■ STUDY MATERIAL
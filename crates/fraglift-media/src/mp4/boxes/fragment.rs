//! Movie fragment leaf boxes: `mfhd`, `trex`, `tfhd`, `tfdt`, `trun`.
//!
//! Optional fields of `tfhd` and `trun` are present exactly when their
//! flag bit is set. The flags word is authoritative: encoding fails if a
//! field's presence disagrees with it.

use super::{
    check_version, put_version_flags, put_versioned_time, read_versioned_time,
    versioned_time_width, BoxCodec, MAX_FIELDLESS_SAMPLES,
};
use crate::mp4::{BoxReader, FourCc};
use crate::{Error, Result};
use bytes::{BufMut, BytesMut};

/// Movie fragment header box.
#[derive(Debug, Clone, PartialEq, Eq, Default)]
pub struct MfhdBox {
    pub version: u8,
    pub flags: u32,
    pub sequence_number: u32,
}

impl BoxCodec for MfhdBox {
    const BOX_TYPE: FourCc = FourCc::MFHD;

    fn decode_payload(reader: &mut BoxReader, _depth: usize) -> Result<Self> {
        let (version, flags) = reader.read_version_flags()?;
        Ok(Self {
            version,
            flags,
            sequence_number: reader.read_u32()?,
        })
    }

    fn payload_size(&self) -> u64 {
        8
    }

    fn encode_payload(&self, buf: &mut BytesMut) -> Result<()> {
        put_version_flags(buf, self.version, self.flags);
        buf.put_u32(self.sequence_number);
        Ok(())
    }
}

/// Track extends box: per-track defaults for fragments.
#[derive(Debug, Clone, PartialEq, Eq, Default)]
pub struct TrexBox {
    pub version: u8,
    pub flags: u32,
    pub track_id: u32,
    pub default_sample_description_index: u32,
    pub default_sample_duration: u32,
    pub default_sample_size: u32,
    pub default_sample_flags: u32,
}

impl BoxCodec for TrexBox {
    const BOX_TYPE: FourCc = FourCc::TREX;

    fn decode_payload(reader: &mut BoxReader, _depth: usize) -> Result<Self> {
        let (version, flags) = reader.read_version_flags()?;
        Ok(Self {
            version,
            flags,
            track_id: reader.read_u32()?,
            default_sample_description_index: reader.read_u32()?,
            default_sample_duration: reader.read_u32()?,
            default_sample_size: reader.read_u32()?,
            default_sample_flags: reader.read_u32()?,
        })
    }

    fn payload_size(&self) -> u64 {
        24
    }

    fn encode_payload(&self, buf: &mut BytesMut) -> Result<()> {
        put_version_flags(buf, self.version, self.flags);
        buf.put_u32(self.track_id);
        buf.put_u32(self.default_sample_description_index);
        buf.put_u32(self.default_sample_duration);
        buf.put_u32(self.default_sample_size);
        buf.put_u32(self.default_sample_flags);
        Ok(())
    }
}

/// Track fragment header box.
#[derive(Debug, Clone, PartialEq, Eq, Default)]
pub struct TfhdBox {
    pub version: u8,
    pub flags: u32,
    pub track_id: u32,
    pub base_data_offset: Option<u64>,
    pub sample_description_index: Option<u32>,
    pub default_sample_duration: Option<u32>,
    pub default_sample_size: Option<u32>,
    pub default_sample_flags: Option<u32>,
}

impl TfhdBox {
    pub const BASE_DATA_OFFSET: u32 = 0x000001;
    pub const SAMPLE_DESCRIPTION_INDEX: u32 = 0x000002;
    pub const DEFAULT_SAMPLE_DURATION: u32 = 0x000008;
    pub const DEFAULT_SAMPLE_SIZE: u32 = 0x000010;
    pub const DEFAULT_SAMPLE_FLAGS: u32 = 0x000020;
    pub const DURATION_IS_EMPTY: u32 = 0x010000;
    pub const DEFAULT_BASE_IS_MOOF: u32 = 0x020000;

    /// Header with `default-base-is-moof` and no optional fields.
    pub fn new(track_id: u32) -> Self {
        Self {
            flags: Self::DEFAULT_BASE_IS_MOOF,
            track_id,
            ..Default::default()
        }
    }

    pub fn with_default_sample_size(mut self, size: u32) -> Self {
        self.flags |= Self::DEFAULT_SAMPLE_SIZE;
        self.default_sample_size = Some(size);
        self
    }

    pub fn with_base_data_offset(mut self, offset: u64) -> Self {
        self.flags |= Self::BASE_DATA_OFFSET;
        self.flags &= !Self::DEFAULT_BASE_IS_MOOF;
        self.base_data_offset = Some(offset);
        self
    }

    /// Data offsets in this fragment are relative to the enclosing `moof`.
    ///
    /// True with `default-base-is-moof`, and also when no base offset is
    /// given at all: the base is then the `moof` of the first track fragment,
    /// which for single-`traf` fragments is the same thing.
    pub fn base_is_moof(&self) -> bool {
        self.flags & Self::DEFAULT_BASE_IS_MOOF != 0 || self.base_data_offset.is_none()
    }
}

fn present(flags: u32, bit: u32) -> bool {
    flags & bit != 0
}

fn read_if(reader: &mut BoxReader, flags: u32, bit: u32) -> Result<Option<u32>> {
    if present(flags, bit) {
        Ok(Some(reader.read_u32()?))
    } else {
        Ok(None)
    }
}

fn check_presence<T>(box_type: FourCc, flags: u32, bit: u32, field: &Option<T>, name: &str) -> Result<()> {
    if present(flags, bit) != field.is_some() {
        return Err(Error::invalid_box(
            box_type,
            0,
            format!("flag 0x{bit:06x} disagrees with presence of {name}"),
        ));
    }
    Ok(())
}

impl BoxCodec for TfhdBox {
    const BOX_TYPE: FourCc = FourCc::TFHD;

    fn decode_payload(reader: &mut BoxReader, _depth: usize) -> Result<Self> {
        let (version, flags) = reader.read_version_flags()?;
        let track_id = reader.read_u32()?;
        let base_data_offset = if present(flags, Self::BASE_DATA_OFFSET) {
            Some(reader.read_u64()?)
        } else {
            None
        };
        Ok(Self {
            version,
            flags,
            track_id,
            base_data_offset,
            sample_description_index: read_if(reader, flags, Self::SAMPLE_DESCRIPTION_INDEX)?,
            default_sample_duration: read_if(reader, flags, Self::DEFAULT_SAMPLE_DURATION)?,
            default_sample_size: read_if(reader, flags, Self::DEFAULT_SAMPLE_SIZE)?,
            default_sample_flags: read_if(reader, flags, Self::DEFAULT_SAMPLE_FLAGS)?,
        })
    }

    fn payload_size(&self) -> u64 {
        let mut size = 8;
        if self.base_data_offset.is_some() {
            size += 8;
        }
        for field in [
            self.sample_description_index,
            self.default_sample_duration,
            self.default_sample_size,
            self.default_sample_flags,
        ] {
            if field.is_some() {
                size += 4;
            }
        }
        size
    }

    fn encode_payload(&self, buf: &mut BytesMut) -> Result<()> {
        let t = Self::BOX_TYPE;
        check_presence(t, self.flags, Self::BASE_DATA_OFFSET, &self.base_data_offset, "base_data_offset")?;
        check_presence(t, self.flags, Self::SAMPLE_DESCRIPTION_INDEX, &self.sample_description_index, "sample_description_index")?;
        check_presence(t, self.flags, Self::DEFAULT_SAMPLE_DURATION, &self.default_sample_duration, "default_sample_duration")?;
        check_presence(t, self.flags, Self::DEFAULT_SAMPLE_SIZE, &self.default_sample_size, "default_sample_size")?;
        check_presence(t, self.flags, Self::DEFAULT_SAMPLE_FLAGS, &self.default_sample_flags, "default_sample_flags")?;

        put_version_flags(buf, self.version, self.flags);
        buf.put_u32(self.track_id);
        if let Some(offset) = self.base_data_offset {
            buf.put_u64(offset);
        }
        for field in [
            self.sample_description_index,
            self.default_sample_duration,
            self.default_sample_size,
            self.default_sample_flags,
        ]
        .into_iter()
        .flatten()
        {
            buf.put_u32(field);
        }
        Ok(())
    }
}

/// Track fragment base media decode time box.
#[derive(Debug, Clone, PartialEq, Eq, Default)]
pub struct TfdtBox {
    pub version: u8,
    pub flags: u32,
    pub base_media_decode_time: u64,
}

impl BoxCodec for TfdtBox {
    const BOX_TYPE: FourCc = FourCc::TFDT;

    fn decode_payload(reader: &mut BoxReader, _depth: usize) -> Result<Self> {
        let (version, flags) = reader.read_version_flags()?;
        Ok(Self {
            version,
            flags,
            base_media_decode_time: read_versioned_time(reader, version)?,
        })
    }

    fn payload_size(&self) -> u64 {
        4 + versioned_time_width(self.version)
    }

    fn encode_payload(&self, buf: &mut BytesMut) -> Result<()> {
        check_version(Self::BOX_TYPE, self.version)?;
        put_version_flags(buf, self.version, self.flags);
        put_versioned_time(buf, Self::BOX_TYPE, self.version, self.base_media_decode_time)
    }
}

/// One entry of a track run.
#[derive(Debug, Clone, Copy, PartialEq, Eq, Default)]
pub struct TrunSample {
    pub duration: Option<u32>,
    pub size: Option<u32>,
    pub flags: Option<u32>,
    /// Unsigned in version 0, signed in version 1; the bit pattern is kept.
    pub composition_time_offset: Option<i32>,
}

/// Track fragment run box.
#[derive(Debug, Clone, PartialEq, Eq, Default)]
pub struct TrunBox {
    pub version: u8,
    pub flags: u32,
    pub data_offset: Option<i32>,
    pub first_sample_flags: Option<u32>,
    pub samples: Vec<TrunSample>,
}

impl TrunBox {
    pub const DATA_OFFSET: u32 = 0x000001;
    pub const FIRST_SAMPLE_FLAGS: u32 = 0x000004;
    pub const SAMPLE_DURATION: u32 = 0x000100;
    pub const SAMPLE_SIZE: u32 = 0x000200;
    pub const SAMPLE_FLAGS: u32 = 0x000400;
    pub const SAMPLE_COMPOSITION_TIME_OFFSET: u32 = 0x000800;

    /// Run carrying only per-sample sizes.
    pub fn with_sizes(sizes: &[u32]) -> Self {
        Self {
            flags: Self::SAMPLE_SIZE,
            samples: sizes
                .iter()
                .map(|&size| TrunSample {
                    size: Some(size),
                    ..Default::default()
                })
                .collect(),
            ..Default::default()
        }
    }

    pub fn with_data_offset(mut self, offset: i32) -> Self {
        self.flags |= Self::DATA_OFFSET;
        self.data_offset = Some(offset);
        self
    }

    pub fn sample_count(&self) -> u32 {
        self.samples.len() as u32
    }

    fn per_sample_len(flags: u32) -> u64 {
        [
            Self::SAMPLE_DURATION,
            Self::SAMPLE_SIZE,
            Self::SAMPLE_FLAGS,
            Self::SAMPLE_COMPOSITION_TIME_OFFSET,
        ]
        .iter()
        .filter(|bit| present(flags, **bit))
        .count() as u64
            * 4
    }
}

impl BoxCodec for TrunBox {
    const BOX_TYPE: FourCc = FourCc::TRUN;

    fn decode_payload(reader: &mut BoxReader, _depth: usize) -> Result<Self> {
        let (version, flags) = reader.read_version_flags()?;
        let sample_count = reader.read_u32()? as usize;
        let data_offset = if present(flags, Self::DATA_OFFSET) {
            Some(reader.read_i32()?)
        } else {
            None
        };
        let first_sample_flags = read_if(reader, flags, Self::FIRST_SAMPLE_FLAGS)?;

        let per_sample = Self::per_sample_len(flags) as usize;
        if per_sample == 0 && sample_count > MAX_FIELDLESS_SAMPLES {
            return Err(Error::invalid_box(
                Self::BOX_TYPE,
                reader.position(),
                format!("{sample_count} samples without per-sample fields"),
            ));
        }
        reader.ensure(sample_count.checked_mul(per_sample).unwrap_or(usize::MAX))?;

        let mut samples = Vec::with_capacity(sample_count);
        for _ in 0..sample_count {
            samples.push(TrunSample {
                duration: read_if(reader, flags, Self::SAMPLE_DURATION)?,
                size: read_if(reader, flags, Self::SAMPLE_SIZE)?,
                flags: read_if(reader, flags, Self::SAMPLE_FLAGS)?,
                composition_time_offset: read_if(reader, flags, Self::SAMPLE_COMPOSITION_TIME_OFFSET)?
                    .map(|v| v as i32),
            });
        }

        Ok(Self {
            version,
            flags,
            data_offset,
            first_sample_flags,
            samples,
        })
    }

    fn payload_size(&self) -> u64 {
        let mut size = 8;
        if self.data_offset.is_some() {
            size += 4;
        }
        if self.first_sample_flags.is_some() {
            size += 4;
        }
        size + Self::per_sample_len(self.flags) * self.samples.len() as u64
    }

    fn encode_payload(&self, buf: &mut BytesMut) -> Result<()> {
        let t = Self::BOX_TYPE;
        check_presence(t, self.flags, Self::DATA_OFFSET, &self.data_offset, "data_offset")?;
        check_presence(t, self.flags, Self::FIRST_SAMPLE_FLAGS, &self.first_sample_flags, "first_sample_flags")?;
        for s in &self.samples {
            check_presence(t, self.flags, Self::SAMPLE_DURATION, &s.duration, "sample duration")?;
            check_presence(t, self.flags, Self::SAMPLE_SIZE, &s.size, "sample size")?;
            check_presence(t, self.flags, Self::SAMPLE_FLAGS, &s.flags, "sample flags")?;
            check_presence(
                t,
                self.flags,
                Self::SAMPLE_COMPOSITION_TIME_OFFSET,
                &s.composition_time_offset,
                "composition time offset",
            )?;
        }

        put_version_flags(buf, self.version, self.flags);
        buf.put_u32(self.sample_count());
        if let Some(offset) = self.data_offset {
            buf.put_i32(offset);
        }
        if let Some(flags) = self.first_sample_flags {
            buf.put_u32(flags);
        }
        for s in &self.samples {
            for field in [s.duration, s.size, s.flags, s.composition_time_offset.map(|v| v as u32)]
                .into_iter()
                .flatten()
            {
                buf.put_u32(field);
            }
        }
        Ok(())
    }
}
* * *
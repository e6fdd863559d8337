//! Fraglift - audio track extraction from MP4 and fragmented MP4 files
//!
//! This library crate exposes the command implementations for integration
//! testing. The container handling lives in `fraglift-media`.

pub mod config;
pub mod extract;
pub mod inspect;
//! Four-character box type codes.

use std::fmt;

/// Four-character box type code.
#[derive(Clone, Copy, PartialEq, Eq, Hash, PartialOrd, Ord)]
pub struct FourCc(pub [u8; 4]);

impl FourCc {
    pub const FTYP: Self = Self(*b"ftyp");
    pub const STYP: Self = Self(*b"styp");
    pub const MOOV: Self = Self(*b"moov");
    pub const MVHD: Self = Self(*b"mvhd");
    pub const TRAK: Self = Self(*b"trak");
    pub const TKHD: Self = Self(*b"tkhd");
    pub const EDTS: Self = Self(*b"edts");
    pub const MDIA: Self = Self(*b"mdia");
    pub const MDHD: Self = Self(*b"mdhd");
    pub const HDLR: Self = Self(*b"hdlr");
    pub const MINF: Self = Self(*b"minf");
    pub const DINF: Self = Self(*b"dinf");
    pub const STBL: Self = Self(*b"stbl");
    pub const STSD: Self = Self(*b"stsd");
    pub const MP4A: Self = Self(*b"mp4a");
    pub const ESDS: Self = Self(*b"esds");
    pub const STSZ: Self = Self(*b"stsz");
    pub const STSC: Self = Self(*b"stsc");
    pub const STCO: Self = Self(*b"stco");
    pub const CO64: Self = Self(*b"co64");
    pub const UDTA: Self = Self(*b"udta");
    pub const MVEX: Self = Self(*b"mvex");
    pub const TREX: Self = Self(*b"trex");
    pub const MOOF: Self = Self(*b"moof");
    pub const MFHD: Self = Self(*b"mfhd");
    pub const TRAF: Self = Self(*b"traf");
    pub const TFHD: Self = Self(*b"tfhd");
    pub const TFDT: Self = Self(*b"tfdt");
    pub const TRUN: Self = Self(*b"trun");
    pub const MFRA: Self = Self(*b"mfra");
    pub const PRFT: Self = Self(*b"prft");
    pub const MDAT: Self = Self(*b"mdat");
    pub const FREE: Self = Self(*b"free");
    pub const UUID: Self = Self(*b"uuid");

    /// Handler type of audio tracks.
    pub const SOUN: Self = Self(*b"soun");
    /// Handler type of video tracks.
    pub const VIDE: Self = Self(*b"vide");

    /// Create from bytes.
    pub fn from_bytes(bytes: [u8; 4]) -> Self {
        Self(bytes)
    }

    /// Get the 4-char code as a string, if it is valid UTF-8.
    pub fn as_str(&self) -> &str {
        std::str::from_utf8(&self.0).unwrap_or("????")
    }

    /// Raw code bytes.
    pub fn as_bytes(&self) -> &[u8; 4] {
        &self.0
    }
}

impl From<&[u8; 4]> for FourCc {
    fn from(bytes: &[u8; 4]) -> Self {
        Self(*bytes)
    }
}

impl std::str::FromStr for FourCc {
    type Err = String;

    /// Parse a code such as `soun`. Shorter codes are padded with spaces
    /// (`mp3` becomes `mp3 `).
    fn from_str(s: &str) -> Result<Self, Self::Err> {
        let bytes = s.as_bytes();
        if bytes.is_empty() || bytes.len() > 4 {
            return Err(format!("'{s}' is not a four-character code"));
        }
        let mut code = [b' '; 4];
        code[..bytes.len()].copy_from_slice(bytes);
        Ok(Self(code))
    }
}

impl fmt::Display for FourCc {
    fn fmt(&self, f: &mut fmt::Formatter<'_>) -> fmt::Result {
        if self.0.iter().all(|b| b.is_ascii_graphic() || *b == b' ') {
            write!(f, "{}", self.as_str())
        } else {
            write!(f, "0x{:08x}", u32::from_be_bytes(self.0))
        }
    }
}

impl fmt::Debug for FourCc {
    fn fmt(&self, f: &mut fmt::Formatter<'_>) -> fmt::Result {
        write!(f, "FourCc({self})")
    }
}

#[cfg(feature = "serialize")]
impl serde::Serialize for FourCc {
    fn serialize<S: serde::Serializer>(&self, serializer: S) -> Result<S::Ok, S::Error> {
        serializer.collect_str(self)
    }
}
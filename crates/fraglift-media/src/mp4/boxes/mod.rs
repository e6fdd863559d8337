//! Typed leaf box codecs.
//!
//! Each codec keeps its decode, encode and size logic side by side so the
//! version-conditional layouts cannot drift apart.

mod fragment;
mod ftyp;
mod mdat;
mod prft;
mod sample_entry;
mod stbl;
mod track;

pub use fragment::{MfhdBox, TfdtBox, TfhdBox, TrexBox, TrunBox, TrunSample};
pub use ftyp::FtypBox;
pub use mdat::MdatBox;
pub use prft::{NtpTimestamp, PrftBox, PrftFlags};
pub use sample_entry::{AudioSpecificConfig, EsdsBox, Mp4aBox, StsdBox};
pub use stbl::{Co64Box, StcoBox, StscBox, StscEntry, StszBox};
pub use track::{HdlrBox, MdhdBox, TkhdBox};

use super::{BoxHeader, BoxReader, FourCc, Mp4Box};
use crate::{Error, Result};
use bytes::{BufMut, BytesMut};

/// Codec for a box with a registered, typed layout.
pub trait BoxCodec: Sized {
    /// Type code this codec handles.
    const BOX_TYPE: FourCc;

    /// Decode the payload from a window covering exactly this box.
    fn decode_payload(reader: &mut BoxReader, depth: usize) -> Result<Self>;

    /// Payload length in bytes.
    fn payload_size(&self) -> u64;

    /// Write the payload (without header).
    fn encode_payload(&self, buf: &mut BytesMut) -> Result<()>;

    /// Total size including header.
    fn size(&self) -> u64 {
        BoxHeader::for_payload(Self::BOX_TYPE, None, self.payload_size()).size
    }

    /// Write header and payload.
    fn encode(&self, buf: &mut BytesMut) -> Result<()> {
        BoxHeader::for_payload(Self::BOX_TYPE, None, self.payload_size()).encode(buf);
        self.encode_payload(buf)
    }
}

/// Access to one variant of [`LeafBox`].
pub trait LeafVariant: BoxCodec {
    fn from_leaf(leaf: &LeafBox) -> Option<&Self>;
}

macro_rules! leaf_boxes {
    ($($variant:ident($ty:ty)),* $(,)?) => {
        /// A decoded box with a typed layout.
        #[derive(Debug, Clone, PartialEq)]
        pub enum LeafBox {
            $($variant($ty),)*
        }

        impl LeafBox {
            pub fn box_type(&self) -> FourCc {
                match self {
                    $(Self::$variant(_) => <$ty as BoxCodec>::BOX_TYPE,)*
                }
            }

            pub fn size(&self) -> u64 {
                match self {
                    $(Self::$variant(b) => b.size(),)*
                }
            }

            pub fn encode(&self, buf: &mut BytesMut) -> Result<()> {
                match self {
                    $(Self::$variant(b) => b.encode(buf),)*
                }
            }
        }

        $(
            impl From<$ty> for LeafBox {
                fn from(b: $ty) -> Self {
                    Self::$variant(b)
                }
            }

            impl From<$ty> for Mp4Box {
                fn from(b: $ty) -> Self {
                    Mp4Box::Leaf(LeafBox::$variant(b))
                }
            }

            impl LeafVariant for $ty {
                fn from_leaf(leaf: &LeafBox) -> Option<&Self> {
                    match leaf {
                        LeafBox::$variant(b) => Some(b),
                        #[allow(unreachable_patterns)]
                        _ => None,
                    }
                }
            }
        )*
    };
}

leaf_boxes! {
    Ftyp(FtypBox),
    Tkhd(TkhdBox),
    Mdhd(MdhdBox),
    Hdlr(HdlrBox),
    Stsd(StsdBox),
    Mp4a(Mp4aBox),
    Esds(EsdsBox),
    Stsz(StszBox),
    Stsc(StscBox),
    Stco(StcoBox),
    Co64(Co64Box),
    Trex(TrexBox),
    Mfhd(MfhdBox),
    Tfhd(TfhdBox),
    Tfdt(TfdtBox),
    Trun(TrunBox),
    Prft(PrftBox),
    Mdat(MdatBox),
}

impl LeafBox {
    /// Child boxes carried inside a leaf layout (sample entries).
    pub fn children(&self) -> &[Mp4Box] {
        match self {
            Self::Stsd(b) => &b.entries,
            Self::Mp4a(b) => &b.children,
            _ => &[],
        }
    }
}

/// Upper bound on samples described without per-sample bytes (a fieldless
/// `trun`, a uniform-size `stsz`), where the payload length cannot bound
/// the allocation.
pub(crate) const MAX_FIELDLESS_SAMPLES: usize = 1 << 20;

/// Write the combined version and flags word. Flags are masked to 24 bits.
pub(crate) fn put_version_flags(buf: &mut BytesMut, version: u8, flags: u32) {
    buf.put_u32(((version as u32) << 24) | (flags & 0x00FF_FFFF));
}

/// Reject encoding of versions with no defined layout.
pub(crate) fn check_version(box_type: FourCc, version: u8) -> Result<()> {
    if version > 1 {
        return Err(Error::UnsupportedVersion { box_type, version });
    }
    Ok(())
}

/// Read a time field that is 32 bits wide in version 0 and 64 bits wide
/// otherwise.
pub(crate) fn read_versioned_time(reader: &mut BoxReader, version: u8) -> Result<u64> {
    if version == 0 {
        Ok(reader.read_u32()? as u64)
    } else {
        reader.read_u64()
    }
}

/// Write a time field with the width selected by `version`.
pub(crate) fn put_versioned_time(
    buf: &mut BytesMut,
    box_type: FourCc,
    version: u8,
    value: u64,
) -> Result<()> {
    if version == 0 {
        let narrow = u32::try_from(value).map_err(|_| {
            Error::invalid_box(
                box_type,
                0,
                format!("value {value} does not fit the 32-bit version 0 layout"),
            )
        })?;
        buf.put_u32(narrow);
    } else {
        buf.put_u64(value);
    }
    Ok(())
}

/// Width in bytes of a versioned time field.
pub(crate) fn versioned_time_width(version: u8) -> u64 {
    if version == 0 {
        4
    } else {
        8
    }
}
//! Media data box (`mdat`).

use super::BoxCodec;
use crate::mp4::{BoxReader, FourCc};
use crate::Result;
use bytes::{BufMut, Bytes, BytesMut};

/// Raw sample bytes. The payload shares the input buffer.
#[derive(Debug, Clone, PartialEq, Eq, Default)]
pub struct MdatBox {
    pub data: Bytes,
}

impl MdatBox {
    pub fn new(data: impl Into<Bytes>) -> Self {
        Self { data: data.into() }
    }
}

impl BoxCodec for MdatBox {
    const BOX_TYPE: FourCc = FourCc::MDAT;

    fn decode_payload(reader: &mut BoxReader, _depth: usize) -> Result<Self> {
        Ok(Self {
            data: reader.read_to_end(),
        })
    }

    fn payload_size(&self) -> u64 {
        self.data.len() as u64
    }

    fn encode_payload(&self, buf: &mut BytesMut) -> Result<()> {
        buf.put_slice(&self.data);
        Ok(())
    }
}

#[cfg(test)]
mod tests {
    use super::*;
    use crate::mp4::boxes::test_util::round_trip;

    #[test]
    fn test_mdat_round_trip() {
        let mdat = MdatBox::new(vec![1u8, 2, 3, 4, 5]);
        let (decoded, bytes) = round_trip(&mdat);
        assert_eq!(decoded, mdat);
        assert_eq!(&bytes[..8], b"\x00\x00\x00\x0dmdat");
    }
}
...
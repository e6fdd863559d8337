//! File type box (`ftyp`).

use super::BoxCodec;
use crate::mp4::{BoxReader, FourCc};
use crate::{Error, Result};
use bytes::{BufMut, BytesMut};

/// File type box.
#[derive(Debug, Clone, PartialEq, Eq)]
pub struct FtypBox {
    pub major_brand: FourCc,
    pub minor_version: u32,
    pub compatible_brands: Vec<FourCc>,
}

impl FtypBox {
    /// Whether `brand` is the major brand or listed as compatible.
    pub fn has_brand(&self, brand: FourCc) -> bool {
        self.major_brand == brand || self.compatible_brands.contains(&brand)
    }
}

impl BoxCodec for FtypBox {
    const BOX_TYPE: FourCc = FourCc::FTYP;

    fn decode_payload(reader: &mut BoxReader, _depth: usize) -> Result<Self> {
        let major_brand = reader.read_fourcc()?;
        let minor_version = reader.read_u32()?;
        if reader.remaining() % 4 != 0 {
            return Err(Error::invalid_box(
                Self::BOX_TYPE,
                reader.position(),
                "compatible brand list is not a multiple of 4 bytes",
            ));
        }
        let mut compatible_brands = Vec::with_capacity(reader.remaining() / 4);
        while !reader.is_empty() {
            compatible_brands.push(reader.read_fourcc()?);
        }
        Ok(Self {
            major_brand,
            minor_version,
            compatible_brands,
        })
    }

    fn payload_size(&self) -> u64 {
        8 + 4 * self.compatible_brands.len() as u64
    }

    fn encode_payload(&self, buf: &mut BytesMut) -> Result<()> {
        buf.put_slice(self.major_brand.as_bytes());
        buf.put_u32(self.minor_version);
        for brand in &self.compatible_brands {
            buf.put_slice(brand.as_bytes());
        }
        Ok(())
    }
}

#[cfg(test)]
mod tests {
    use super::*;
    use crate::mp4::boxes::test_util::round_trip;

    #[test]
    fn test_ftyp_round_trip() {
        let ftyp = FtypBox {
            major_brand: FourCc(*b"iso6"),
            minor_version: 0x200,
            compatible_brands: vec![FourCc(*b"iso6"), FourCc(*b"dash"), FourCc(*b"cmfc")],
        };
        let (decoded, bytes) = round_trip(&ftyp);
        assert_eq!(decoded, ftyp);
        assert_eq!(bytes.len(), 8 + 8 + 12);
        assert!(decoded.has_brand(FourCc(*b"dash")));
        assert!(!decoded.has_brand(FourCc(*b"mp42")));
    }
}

■ HOW TO COMPLETE THIS TASK
If a line in the records above includes the string "TrunSample", copy it.

■ RESPONSE
pub struct TrunSample {
    pub samples: Vec<TrunSample>,
                .map(|&size| TrunSample {
            samples.push(TrunSample {
pub use fragment::{MfhdBox, TfdtBox, TfhdBox, TrexBox, TrunBox, TrunSample};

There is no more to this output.